◆ **Assignment**:
Write out each line of the material again, word for word.

◆ **Provided data**:
>>

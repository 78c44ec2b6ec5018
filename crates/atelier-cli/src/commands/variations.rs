//! Print expanded variation prompts

use anyhow::Result;
use atelier_gen::asset::validate_count;
use atelier_gen::variations::expand_variations;
use atelier_gen::{AssetKind, ThreadSleeper};

pub fn run(prompt: &str, kind: &str, count: usize, provider: Option<&str>) -> Result<()> {
    let kind: AssetKind = kind.parse()?;
    validate_count(count)?;

    let config = super::load_config()?;
    let (service, _) = super::service_for(provider, &config)?;

    let variations = expand_variations(
        service.as_ref(),
        &config.generation.retry_policy(),
        &ThreadSleeper,
        prompt,
        kind,
        count,
    )?;

    for (i, variation) in variations.iter().enumerate() {
        println!("{:>3}. {}", i + 1, variation);
    }
    Ok(())
}
//! CLI command implementations

pub mod generate;
pub mod kinds;
pub mod quota;
pub mod serve;
pub mod variations;

use anyhow::{Context, Result};
use atelier_gen::providers::create_service;
use atelier_gen::{
    AtelierConfig, ConfigCredentialBroker, CredentialBroker, GenerationService,
    StaticCredentialBroker,
};
use std::sync::Arc;

pub(crate) fn load_config() -> Result<AtelierConfig> {
    AtelierConfig::load().context("Failed to load config")
}

/// Resolve the provider and the credential broker that goes with it
pub(crate) fn service_for(
    provider: Option<&str>,
    config: &AtelierConfig,
) -> Result<(Arc<dyn GenerationService>, Arc<dyn CredentialBroker>)> {
    let name = provider.unwrap_or(&config.generation.default_provider);
    let service = create_service(name, config)?;

    let credentials: Arc<dyn CredentialBroker> = if name == "mock" {
        Arc::new(StaticCredentialBroker::present())
    } else {
        Arc::new(ConfigCredentialBroker::new(config, name))
    };

    Ok((service, credentials))
}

<<

◆ **Task answer**:
repository 78c44ec2b6ec5018
filename crates/atelier-cli/src/commands/variations.rs
//! Print expanded variation prompts

use anyhow::Result;
use atelier_gen::asset::validate_count;
use atelier_gen::variations::expand_variations;
use atelier_gen::{AssetKind, ThreadSleeper};

pub fn run(prompt: &str, kind: &str, count: usize, provider: Option<&str>) -> Result<()> {
    let kind: AssetKind = kind.parse()?;
    validate_count(count)?;

    let config = super::load_config()?;
    let (service, _) = super::service_for(provider, &config)?;

    let variations = expand_variations(
        service.as_ref(),
        &config.generation.retry_policy(),
        &ThreadSleeper,
        prompt,
        kind,
        count,
    )?;

    for (i, variation) in variations.iter().enumerate() {
        println!("{:>3}. {}", i + 1, variation);
    }
    Ok(())
}
//! CLI command implementations

pub mod generate;
pub mod kinds;
pub mod quota;
pub mod serve;
pub mod variations;

use anyhow::{Context, Result};
use atelier_gen::providers::create_service;
use atelier_gen::{
    AtelierConfig, ConfigCredentialBroker, CredentialBroker, GenerationService,
    StaticCredentialBroker,
};
use std::sync::Arc;

pub(crate) fn load_config() -> Result<AtelierConfig> {
    AtelierConfig::load().context("Failed to load config")
}

/// Resolve the provider and the credential broker that goes with it
pub(crate) fn service_for(
    provider: Option<&str>,
    config: &AtelierConfig,
) -> Result<(Arc<dyn GenerationService>, Arc<dyn CredentialBroker>)> {
    let name = provider.unwrap_or(&config.generation.default_provider);
    let service = create_service(name, config)?;

    let credentials: Arc<dyn CredentialBroker> = if name == "mock" {
        Arc::new(StaticCredentialBroker::present())
    } else {
        Arc::new(ConfigCredentialBroker::new(config, name))
    };

    Ok((service, credentials))
}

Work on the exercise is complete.